**How to complete this task**
Reproduce the section of the listing that begins at the line containing "[clamped, clamped].into_iter().flat_map(|v| v.to_le_bytes())" and finishes at the line containing "let n = reader.read(&mut chunk)?;". Include both end lines and nothing beyond them.

== Extracted entries ==

//! `mercury` - software-defined HF modem CLI: ARQ data-link server plus
//! OFDM-frame TX/RX test harness, mirroring the original `-c/-m/-l` surface.

use clap::Parser;
use mercury_arq::connection::{Connection, Role};
use mercury_arq::controller::ArqController;
use mercury_arq::preset::default_presets;
use mercury_frame::framer::{Deframer, Framer};
use mercury_frame::grid::Lattice;
use mercury_frame::interleave::{BlockInterleaver, Interleaver, OfdmInterleaver};
use mercury_frame::ldpc::{self, QcTables};
use mercury_frame::pilot::PilotSequence;
use mercury_modem::ofdm::{FilterWindow, OfdmConfig, OfdmSymbolEngine};
use mercury_modem::common::QamOrder;
use mercury_modem::qam::QamModulator;
use mercury_tools::audio::{AudioBackend, WavFileBackend};
use mercury_tools::cli::{apply_cpu_affinity, Cli, Mode};
use mercury_tools::config::{build_arq_config, ConfigFile};
use mercury_tools::tcp::{serve_control, serve_data, ControlCommand};
use mercury_tools::Result;
use tokio::net::TcpListener;
use tokio::sync::mpsc;

const CONTROL_PORT: u16 = 8300;
const DATA_PORT: u16 = 8301;

fn init_logging(cli: &Cli) {
    let level = if cli.debug {
        tracing::Level::DEBUG
    } else if cli.verbose {
        tracing::Level::INFO
    } else {
        tracing::Level::WARN
    };
    tracing_subscriber::fmt().with_max_level(level).init();
}

fn list_presets_and_exit() -> ! {
    let table = default_presets();
    for preset in &table.presets {
        let bps = preset.net_bitrate_bps().unwrap_or(0.0);
        println!("CONFIG_{} ({bps:.0} bps)", preset.index);
    }
    std::process::exit(0);
}

/// The largest `rows` no greater than `sqrt(n)` that evenly divides `n`,
/// paired with `n / rows`. Always succeeds (`rows = 1` is the floor), giving
/// a rectangular shape for `OfdmInterleaver` from an arbitrary cell count.
fn factor_pair(n: usize) -> (usize, usize) {
    let mut rows = (n as f64).sqrt() as usize;
    while rows > 1 && n % rows != 0 {
        rows -= 1;
    }
    (rows.max(1), n / rows.max(1))
}

/// Builds the OFDM engine, grid, LDPC tables and interleavers for a single
/// preset, for the `*_TEST` modes' one-frame round trip. The single-parity-
/// check table is a synthetically-valid stand-in for the real, data-only
/// Mercury parity tables.
fn test_pipeline(
    preset_index: u8,
) -> Result<(OfdmConfig, Lattice, QamModulator, QcTables, BlockInterleaver, OfdmInterleaver)> {
    let table = default_presets();
    let preset = table.get(preset_index)?;
    let lattice = Lattice::new(preset.nc, preset.nsymb, preset.pilot)?;
    let ofdm_config = OfdmConfig {
        nfft: preset.nfft,
        nc: preset.nc,
        gi: preset.gi,
        ofdm_rate: preset.ofdm_rate,
        audio_rate: preset.ofdm_rate,
        carrier_freq: preset.carrier_freq,
        amplitude: 0.5,
        window: FilterWindow::Hamming,
    };
    let qam = QamModulator::new(QamOrder::Qam16);

    let (n_data_cells, _, _, _) = lattice.kind_counts();
    let bits_per_symbol = qam.config().bits_per_symbol();
    let n = n_data_cells * bits_per_symbol;
    let p = (n / 5).max(1);
    let k = n - p;
    let tables = QcTables::single_parity_check(k, p)?;

    // Bit-level interleave between LDPC and QAM: rows = bits_per_symbol,
    // cols = n_data_cells, spreading each codeword's locally-correlated
    // parity-accumulate bits across many different QAM symbols.
    let bit_interleaver = BlockInterleaver::new(bits_per_symbol, n_data_cells)?;

    // Cell-level interleave over the data-cell vector, decorrelating bursts
    // across the OFDM grid independently of the bit-level interleave above.
    let (rows, cols) = factor_pair(n_data_cells);
    let cell_interleaver = OfdmInterleaver::new(rows, cols, rows)?;

    Ok((ofdm_config, lattice, qam, tables, bit_interleaver, cell_interleaver))
}

/// Encodes one test frame of random-looking bits into a passband WAV file.
fn run_tx_test(wav_path: &std::path::Path, preset_index: u8) -> Result<()> {
    let (ofdm_config, lattice, qam, tables, mut bit_interleaver, cell_interleaver) =
        test_pipeline(preset_index)?;

    let payload: Vec<u8> = (0..tables.k).map(|i| (i % 5 == 0) as u8).collect();
    let codeword = ldpc::encode(&tables, &payload)?;
    let interleaved_bits = bit_interleaver.interleave(&codeword)?;
    let data_symbols = qam.modulate(&interleaved_bits)?;
    let data_symbols = cell_interleaver.interleave(&data_symbols)?;

    let framer = Framer::new(lattice, preset_index);
    let mut pilots = PilotSequence::with_seed(0xC0FFEE, lattice.pilot.boost);
    let grid = framer.frame(&data_symbols, &mut pilots)?;

    let mut engine = OfdmSymbolEngine::new(ofdm_config.clone())?;
    let mut passband = Vec::new();
    for (t, row) in grid.chunks(lattice.nc).enumerate() {
        let symbol = engine.modulate_symbol(row)?;
        let start_sample = t * ofdm_config.symbol_length();
        passband.extend(mercury_modem::ofdm::to_passband(&symbol, &ofdm_config, start_sample));
    }

    let mut writer = WavFileBackend::create(wav_path)?;
    let pcm: Vec<u8> = passband
        .iter()
        .flat_map(|&sample| {
            let clamped = (sample * i16::MAX as f64).clamp(i16::MIN as f64, i16::MAX as f64) as i16;
            [clamped, clamped].into_iter().flat_map(|v| v.to_le_bytes())
        })
        .collect();
    writer.write(&pcm)?;
    writer.close()?;

    tracing::info!(
        payload_bits = payload.len(),
        codeword_bits = codeword.len(),
        path = %wav_path.display(),
        "wrote test OFDM frame"
    );
    Ok(())
}

/// Decodes one test frame back from a passband WAV file written by
/// `run_tx_test`.
fn run_rx_test(wav_path: &std::path::Path, preset_index: u8) -> Result<()> {
    let (ofdm_config, lattice, qam, tables, mut bit_interleaver, cell_interleaver) =
        test_pipeline(preset_index)?;

    let mut reader = WavFileBackend::open(wav_path)?;
    let mut pcm = Vec::new();
    let mut chunk = [0u8; 4096];
    loop {
        let n = reader.read(&mut chunk)?;
        if n == 0 {
            break;
        }
        pcm.extend_from_slice(&chunk[..n]);
    }
    let passband: Vec<f64> = pcm
        .chunks_exact(4)
        .map(|frame| i16::from_le_bytes([frame[0], frame[1]]) as f64 / i16::MAX as f64)
        .collect();

    let mut engine = OfdmSymbolEngine::new(ofdm_config.clone())?;
    let deframer = Deframer::new(lattice);
    let mut pilots = PilotSequence::with_seed(0xC0FFEE, lattice.pilot.boost);

    let symbol_len = ofdm_config.symbol_length();
    let mut grid = Vec::with_capacity(lattice.total_cells());
    for t in 0..lattice.nsymb {
        let start_sample = t * symbol_len;
        let segment = &passband[start_sample..start_sample + symbol_len];
        let baseband = mercury_modem::ofdm::from_passband(segment, &ofdm_config, start_sample);
        grid.extend(engine.demodulate_symbol(&baseband)?);
    }

    let (data_symbols, pilot_obs) = deframer.deframe(&grid, &mut pilots)?;
    let data_symbols = cell_interleaver.deinterleave(&data_symbols)?;
    let interleaved_bits: Vec<u8> = data_symbols.iter().flat_map(|&sym| qam.demodulate_hard(sym)).collect();
    let bits = bit_interleaver.deinterleave(&interleaved_bits)?;
    let llr: Vec<f64> = bits.iter().map(|&b| if b == 0 { 4.0 } else { -4.0 }).collect();
    let (codeword, iterations) = ldpc::decode_gbf(&tables, &llr, 50, 0.5)?;
    let payload = &codeword[..tables.k];

    tracing::info!(
        recovered_bits = payload.len(),
        ldpc_iterations = iterations,
        pilot_cells = pilot_obs.len(),
        path = %wav_path.display(),
        "decoded test OFDM frame"
    );
    Ok(())
}

async fn run_arq_mode(cli: &Cli, arq_config: mercury_arq::controller::ArqConfig) -> Result<()> {
    let connection = Connection::new(cli.callsign.clone(), 0)?;
    let mut controller = ArqController::new(connection, arq_config);

    let control_listener = TcpListener::bind(("127.0.0.1", CONTROL_PORT)).await?;
    let data_listener = TcpListener::bind(("127.0.0.1", DATA_PORT)).await?;
    tracing::info!(control_port = CONTROL_PORT, data_port = DATA_PORT, "mercury ARQ server listening");

    let (command_tx, mut command_rx) = mpsc::channel::<ControlCommand>(16);
    let call_sign = cli.callsign.clone();
    tokio::spawn(async move {
        if let Err(e) = serve_control(control_listener, call_sign, command_tx).await {
            tracing::error!(%e, "control socket server stopped");
        }
    });

    let (to_modem_tx, mut to_modem_rx) = mpsc::channel::<Vec<u8>>(64);
    let (from_modem_tx, from_modem_rx) = mpsc::channel::<Vec<u8>>(64);
    tokio::spawn(async move {
        // One data connection at a time, per spec's half-duplex point-to-point model.
        let (stream, _) = match data_listener.accept().await {
            Ok(pair) => pair,
            Err(e) => {
                tracing::error!(%e, "data socket accept failed");
                return;
            }
        };
        if let Err(e) = serve_data(stream, to_modem_tx, from_modem_rx).await {
            tracing::warn!(%e, "data socket connection ended");
        }
    });

    let tick_ms = controller.config.message_transmission_time_ms;
    let mut interval = tokio::time::interval(std::time::Duration::from_millis(tick_ms.max(1.0) as u64));
    let mut stats_interval = tokio::time::interval(std::time::Duration::from_secs(30));

    loop {
        tokio::select! {
            Some(cmd) = command_rx.recv() => {
                match cmd {
                    ControlCommand::Connect { peer, band } => {
                        if controller.connection.role != Role::Commander {
                            controller.connection.switch_role();
                        }
                        match controller.connect(&peer) {
                            Ok(msg) => tracing::info!(peer, band, payload_len = msg.payload.len(), "queued START_CONNECTION"),
                            Err(e) => tracing::warn!(%e, peer, "connect failed"),
                        }
                    }
                    ControlCommand::Disconnect => {
                        controller.connection.disconnect_to_listening(0);
                        tracing::info!("disconnected to listening state");
                    }
                }
            }
            Some(bytes) = to_modem_rx.recv() => {
                controller.enqueue_app_bytes(&bytes);
            }
            _ = interval.tick() => {
                let batch = controller.fill_batch();
                for msg in &batch {
                    tracing::debug!(msg_type = ?msg.msg_type, id = msg.id, "transmitting queued message");
                }
                let drained = controller.drain_app_bytes();
                if !drained.is_empty() && from_modem_tx.send(drained).await.is_err() {
                    tracing::warn!("data socket closed, dropping drained application bytes");
                }
            }
            _ = stats_interval.tick() => {
                let stats = &controller.stats;
                tracing::info!(
                    received_data = stats.n_received_data,
                    received_control = stats.n_received_control,
                    acks_sent_data = stats.n_acks_sent_data,
                    acks_sent_control = stats.n_acks_sent_control,
                    invalid_messages = stats.n_invalid_messages,
                    retransmissions = stats.n_retransmissions,
                    "arq link stats"
                );
            }
        }
    }
}

fn main() -> Result<()> {
    let cli = Cli::parse();
    init_logging(&cli);

    if cli.list_presets {
        list_presets_and_exit();
    }

    apply_cpu_affinity(cli.cpu_nr);

    let config = match &cli.config {
        Some(path) => ConfigFile::load(path)?,
        None => ConfigFile::default(),
    };
    let arq_config = build_arq_config(&config);

    match cli.mode {
        Mode::Arq => {
            let runtime = tokio::runtime::Runtime::new()?;
            runtime.block_on(run_arq_mode(&cli, arq_config))?;
        }
        Mode::Tx | Mode::TxTest => {
            let path = cli.wav.clone().ok_or_else(|| {
                mercury_tools::ToolsError::Config { msg: "TX/TX_TEST requires --wav <path>".to_string() }
            })?;
            run_tx_test(&path, 0)?;
        }
        Mode::Rx | Mode::RxTest => {
            let path = cli.wav.clone().ok_or_else(|| {
                mercury_tools::ToolsError::Config { msg: "RX/RX_TEST requires --wav <path>".to_string() }
            })?;
            run_rx_test(&path, 0)?;
        }
        Mode::PlotBaseband | Mode::PlotPassband => {
            tracing::warn!("{:?} is not implemented: no DSP plotting crate in this build's dependency stack", cli.mode);
        }
    }

    Ok(())
}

===

**Answer section**
            [clamped, clamped].into_iter().flat_map(|v| v.to_le_bytes())
        })
        .collect();
    writer.write(&pcm)?;
    writer.close()?;

    tracing::info!(
        payload_bits = payload.len(),
        codeword_bits = codeword.len(),
        path = %wav_path.display(),
        "wrote test OFDM frame"
    );
    Ok(())
}

/// Decodes one test frame back from a passband WAV file written by
/// `run_tx_test`.
fn run_rx_test(wav_path: &std::path::Path, preset_index: u8) -> Result<()> {
    let (ofdm_config, lattice, qam, tables, mut bit_interleaver, cell_interleaver) =
        test_pipeline(preset_index)?;

    let mut reader = WavFileBackend::open(wav_path)?;
    let mut pcm = Vec::new();
    let mut chunk = [0u8; 4096];
    loop {
        let n = reader.read(&mut chunk)?;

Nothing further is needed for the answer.